Alison Weir would agree generally good but don't Blood and Roses unless you're REALLY interested, I don't know how I managed to finish it so dry.

Queen Emma and the Vikings is an amazing book. Harriet O'Brien. She was a right goer (Emma, not Harriet Grin)

Batteriesallgone · 20/11/2016 16:11

Cromwell tried to put up his son as the next leader. Didn't go down well. Charles II was in exile being just so jolly and people thought if we're going to have inherited leaders lets get the king back, at least he knows how to do pomp and ceremony and pow wow with other monarchs.

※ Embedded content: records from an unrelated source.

//! The per-job processing state machine.

use sauti_engine::{AlertEngine, Deduplicator, EngineResult, StatsEngine};
use sauti_sentiment::SentimentAnalyzer;
use sauti_types::{EntityKey, EntityStats, FeedbackEvent};
use std::sync::Arc;

/// Terminal result of processing one event.
#[derive(Debug, Clone, PartialEq)]
pub enum Outcome {
    /// The feedback id was already processed; successful no-op.
    Duplicate,
    /// Statistics were updated; carries the freshly written values.
    Processed(EntityStats),
}

/// Wires normalizer, dedup, scorer, statistics and alerting into the
/// single path every job runs.
///
/// Every step is pure or idempotent-on-retry, so a transiently failed job
/// can always be re-run from the top: a retried duplicate simply becomes
/// a no-op.
pub struct Processor {
    dedup: Deduplicator,
    stats: StatsEngine,
    alerts: AlertEngine,
    analyzer: Arc<dyn SentimentAnalyzer>,
}

impl Processor {
    pub fn new(
        dedup: Deduplicator,
        stats: StatsEngine,
        alerts: AlertEngine,
        analyzer: Arc<dyn SentimentAnalyzer>,
    ) -> Self {
        Self {
            dedup,
            stats,
            alerts,
            analyzer,
        }
    }

    pub async fn process(&self, event: &FeedbackEvent) -> EngineResult<Outcome> {
        // Normalization first, so every later step keys on canonical ids.
        let key = EntityKey::new(event.entity_type, &event.entity_id);

        if self
            .dedup
            .is_duplicate(event.entity_type, &event.feedback_id)
            .await?
        {
            tracing::debug!(
                feedback = %event.feedback_id,
                entity = %key,
                "duplicate feedback, skipping"
            );
            return Ok(Outcome::Duplicate);
        }

        let score = self.analyzer.analyze(&event.comment);
        tracing::debug!(
            entity = %key,
            normalized = score.normalized,
            label = %score.label,
            "comment scored"
        );

        let stats = self.stats.record(&key, score.normalized).await?;
        self.alerts.evaluate(&key, stats.avg, stats.count).await?;

        tracing::info!(
            entity = %key,
            avg = stats.avg,
            count = stats.count,
            "statistics updated"
        );
        Ok(Outcome::Processed(stats))
    }
}
//! Incremental per-entity statistics.
//!
//! Maintains a streaming mean per entity key, O(1) per update with no raw
//! score retention, plus a bounded recent-history buffer for display.

use crate::{EngineError, EngineResult};
use sauti_store::{Aggregate, FeedbackStore};
use sauti_types::{EntityKey, EntityStats};
use std::sync::Arc;

/// Trend buffer capacity per entity.
pub const TREND_MAX: usize = 20;

/// Stored averages are rounded to 4 decimals to bound representation
/// drift; intermediate math runs at full precision.
const AVG_PRECISION: f64 = 10_000.0;

/// How many times one update retries its compare-and-set before giving up.
/// Every lost attempt means another writer committed, so bounded retries
/// only trip under pathological contention on a single entity.
const MAX_CAS_ATTEMPTS: u32 = 64;

/// Streaming statistics engine over the shared store.
pub struct StatsEngine {
    store: Arc<dyn FeedbackStore>,
}

impl StatsEngine {
    pub fn new(store: Arc<dyn FeedbackStore>) -> Self {
        Self { store }
    }

    /// Fold one new score into the entity's running statistics and append
    /// it to the trend buffer.
    ///
    /// The `(count, avg)` pair is written as one compare-and-set keyed on
    /// the prior count, so two workers updating the same entity
    /// concurrently serialize instead of losing an update; the loser
    /// re-reads and recomputes.
    pub async fn record(&self, key: &EntityKey, score: f64) -> EngineResult<EntityStats> {
        let mut attempts = 0;
        let written = loop {
            attempts += 1;
            let prior = self
                .store
                .get_aggregate(key)
                .await?
                .unwrap_or(Aggregate { count: 0, avg: 0.0 });

            let count = prior.count + 1;
            let avg = prior.avg + (score - prior.avg) / count as f64;
            let next = Aggregate {
                count,
                avg: (avg * AVG_PRECISION).round() / AVG_PRECISION,
            };

            if self
                .store
                .compare_and_set_aggregate(key, prior.count, next)
                .await?
            {
                break next;
            }

            if attempts >= MAX_CAS_ATTEMPTS {
                return Err(EngineError::UpdateContended {
                    key: key.to_string(),
                    attempts,
                });
            }
            tracing::trace!(%key, attempts, "aggregate CAS lost, retrying");
        };

        // The trend keeps the unrounded score; it is display-only and not
        // an input to the running mean.
        self.store.push_trend(key, score, TREND_MAX).await?;

        Ok(EntityStats {
            key: key.clone(),
            count: written.count,
            avg: written.avg,
        })
    }

    /// Current statistics, or `None` when the entity has no feedback yet.
    pub async fn stats(&self, key: &EntityKey) -> EngineResult<Option<EntityStats>> {
        Ok(self.store.get_aggregate(key).await?.map(|agg| EntityStats {
            key: key.clone(),
            count: agg.count,
            avg: agg.avg,
        }))
    }

    /// Recent scores, oldest to newest. Empty when absent.
    pub async fn trend(&self, key: &EntityKey) -> EngineResult<Vec<f64>> {
        Ok(self.store.trend(key).await?)
    }
}

#[cfg(test)]
mod tests {
    use super::*;
    use sauti_store::InMemoryFeedbackStore;
    use sauti_types::EntityType;

    fn setup() -> (StatsEngine, EntityKey) {
        let store = Arc::new(InMemoryFeedbackStore::new());
        (StatsEngine::new(store), EntityKey::new(EntityType::Driver, "7"))
    }

    #[tokio::test]
    async fn test_first_update_creates_stats() {
        let (engine, key) = setup();
        let stats = engine.record(&key, 4.0).await.unwrap();
        assert_eq!(stats.count, 1);
        assert_eq!(stats.avg, 4.0);
    }

    #[tokio::test]
    async fn test_running_mean_matches_arithmetic_mean() {
        let (engine, key) = setup();
        let scores = [1.0, 5.0, 3.2, 2.7, 4.9, 1.1, 3.3];
        for s in scores {
            engine.record(&key, s).await.unwrap();
        }

        let stats = engine.stats(&key).await.unwrap().unwrap();
        let expected: f64 = scores.iter().sum::<f64>() / scores.len() as f64;
        assert_eq!(stats.count, scores.len() as u64);
        assert!((stats.avg - expected).abs() < 1e-3, "avg {} vs {}", stats.avg, expected);
    }

    #[tokio::test]
    async fn test_avg_rounded_to_four_decimals() {
        let (engine, key) = setup();
        engine.record(&key, 1.0).await.unwrap();
        let stats = engine.record(&key, 2.0).await.unwrap();
        // 1.5 exactly; also assert the representation has no drift digits.
        assert_eq!(stats.avg, (stats.avg * 10_000.0).round() / 10_000.0);
    }

    #[tokio::test]
    async fn test_absent_stats_distinct_from_zero() {
        let (engine, key) = setup();
        assert!(engine.stats(&key).await.unwrap().is_none());
        assert!(engine.trend(&key).await.unwrap().is_empty());
    }

    #[tokio::test]
    async fn test_trend_keeps_last_n_in_order() {
        let (engine, key) = setup();
        for i in 0..(TREND_MAX + 5) {
            engine.record(&key, i as f64).await.unwrap();
        }
        let trend = engine.trend(&key).await.unwrap();
        assert_eq!(trend.len(), TREND_MAX);
        assert_eq!(trend[0], 5.0);
        assert_eq!(*trend.last().unwrap(), (TREND_MAX + 4) as f64);
    }

    #[tokio::test(flavor = "multi_thread")]
    async fn test_concurrent_updates_lose_nothing() {
        let store = Arc::new(InMemoryFeedbackStore::new());
        let key = EntityKey::new(EntityType::Trip, "42");

        let mut handles = Vec::new();
        for i in 0..50u32 {
            let engine = StatsEngine::new(store.clone());
            let key = key.clone();
            handles.push(tokio::spawn(async move {
                engine.record(&key, (i % 5 + 1) as f64).await.unwrap();
            }));
        }
        for h in handles {
            h.await.unwrap();
        }

        let engine = StatsEngine::new(store);
        let stats = engine.stats(&key).await.unwrap().unwrap();
        assert_eq!(stats.count, 50);
    }
}
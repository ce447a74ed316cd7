//! Error types for the pipeline crate.

use thiserror::Error;

/// Errors surfaced to producers enqueuing feedback.
#[derive(Debug, Error)]
pub enum QueueError {
    /// All workers have shut down; nothing will consume the event.
    #[error("queue is closed")]
    Closed,
}

/// Result type for queue operations.
pub type QueueResult<T> = Result<T, QueueError>;
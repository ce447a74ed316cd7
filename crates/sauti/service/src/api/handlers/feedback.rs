//! Feedback ingestion handlers.

use crate::api::state::AppState;
use crate::error::{ApiError, ApiResult};
use axum::{extract::State, Json};
use chrono::Utc;
use sauti_pipeline::JobId;
use sauti_types::{normalize_entity_id, EntityType, FeedbackEvent};
use serde::{Deserialize, Serialize};
use uuid::Uuid;

/// Feedback submission body.
#[derive(Debug, Deserialize)]
pub struct SubmitFeedbackRequest {
    pub entity_type: Option<String>,
    pub entity_id: Option<String>,
    pub comment: Option<String>,
    /// Caller-supplied dedup key; generated when absent.
    pub feedback_id: Option<String>,
}

/// Accepted-for-processing response.
#[derive(Debug, Serialize)]
pub struct SubmitFeedbackResponse {
    pub status: &'static str,
    pub job_id: JobId,
    pub feedback_id: String,
    pub message: &'static str,
}

/// Accept one piece of feedback and queue it for async processing.
///
/// Validation happens synchronously and nothing invalid is ever
/// enqueued; once this returns 200 the caller never hears about
/// processing-time failures.
pub async fn submit(
    State(state): State<AppState>,
    Json(body): Json<SubmitFeedbackRequest>,
) -> ApiResult<Json<SubmitFeedbackResponse>> {
    let raw_type = body
        .entity_type
        .as_deref()
        .ok_or_else(|| missing_fields())?;
    // Normalize early so the canonical id is used everywhere below.
    let entity_id = normalize_entity_id(body.entity_id.as_deref().unwrap_or(""));
    let comment = body.comment.as_deref().unwrap_or("").trim();

    if entity_id.is_empty() || comment.is_empty() {
        return Err(missing_fields());
    }

    let entity_type: EntityType = raw_type
        .parse()
        .map_err(|_| type_disabled(&state, raw_type))?;
    if !state.config.features.enabled(entity_type) {
        return Err(type_disabled(&state, raw_type));
    }

    // Built on the normalized id so "001" and "1" share a dedup key.
    let feedback_id = body
        .feedback_id
        .filter(|id| !id.trim().is_empty())
        .unwrap_or_else(|| format!("{entity_type}-{entity_id}-{}", Uuid::new_v4()));

    let job_id = state
        .queue
        .enqueue(FeedbackEvent {
            entity_type,
            entity_id,
            feedback_id: feedback_id.clone(),
            comment: comment.to_string(),
            submitted_at: Utc::now(),
        })
        .await?;

    Ok(Json(SubmitFeedbackResponse {
        status: "queued",
        job_id,
        feedback_id,
        message: "feedback received and queued for async processing",
    }))
}

/// Feature-flag visibility response.
#[derive(Debug, Serialize)]
pub struct FeatureFlagsResponse {
    pub feature_flags: crate::config::FeatureFlags,
    pub enabled_types: Vec<EntityType>,
}

pub async fn feature_flags(State(state): State<AppState>) -> Json<FeatureFlagsResponse> {
    Json(FeatureFlagsResponse {
        feature_flags: state.config.features,
        enabled_types: state.config.features.enabled_types(),
    })
}

fn missing_fields() -> ApiError {
    ApiError::BadRequest("entity_type, entity_id and comment are required".to_string())
}

fn type_disabled(state: &AppState, rejected: &str) -> ApiError {
    ApiError::TypeDisabled {
        rejected: rejected.to_string(),
        enabled: state.config.features.enabled_types(),
    }
}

TheCountessofFitzdotterel · 20/11/2016 16:12

Can I just say, I think the thing with Philippa Gregory isn't that she doesn't do the research - she seems to me to be perfectly on top of the detail in many cases. I think the problem is that rather than choosing the most likely possibility in each case she goes for the most sensational even where it's actually almost certainly wrong. A lot of her dubious stuff does have a basis in the sources or modern scholarship, it's just they're gossipy biographies from 100 years later, or fairly imaginative works of history.

vickibee · 20/11/2016 16:13

Was Cromwell kind of like a president then, was he elected? I know he lead the winning side of the army in the civil war

Batteriesallgone · 20/11/2016 16:15

I think Phillipa Gregory is being quite old fashioned in her attempt to fill the role of storyteller mixing facts and fiction. She's like the old ones who used to travel between grand houses - talk about kings, we all love a bit of monarchy TICK, witches, they're good for a yarn TICK etc

In many ways the stories she tells though not factually accurate are close to what would have been believed by ordinary people at the time. Which in itself is a fascinating insight.

TheHiphopopotamus · 20/11/2016 16:18

Sorry songbird Blush her books are really one of my bugbears though, especially The White Queen which I threw across the room in frustration.

countess I think you're absolutely right in what you say, but her portrayal of Mary Boleyn was verging on the hagiographic. By all accounts, Mary was a bit of a goer, and there was no suggestion that any of her children were Henry VIII's. But yes, she takes gossip and tries to portray it as the truth.

sashh · 20/11/2016 16:19

I've also always wondered who first thought to milk an animal and then decide it was a good idea for humans to drink it.

It was probably goats first, the reason female goats are called nanny goats is that they can be trained to feed children / babies.

When every day is a battle to eat any possible protein would be tried surely.

A person hungry to the point of starvation will give anything remotely edible a go. In WWII in mainland Europe people made soup using wallpaper because there was a tiny nutritional value in the paste, they tried eating shoes, acorns all sorts of things.

Batteriesallgone · 20/11/2016 16:23

Cromwell was a driving force behind the New Model Army (a more organised fighting force). One of the key features of the New Model Army was that to some extent leadership was awarded on merit (good at fighting and organising) rather than title (Duke Watsit gets to lead the army because he's a Duke).

Cromwell was a General and part of the council leading the parliamentarians and ended up as a kind of President figure, yep.

But loads of ordinary people still believed in the monarchy, and bloodline, even though Charles I had been a bit of a twat. His wife was blamed for a lot of the troubles, conveniently being both female and catholic so clearly a wrong un.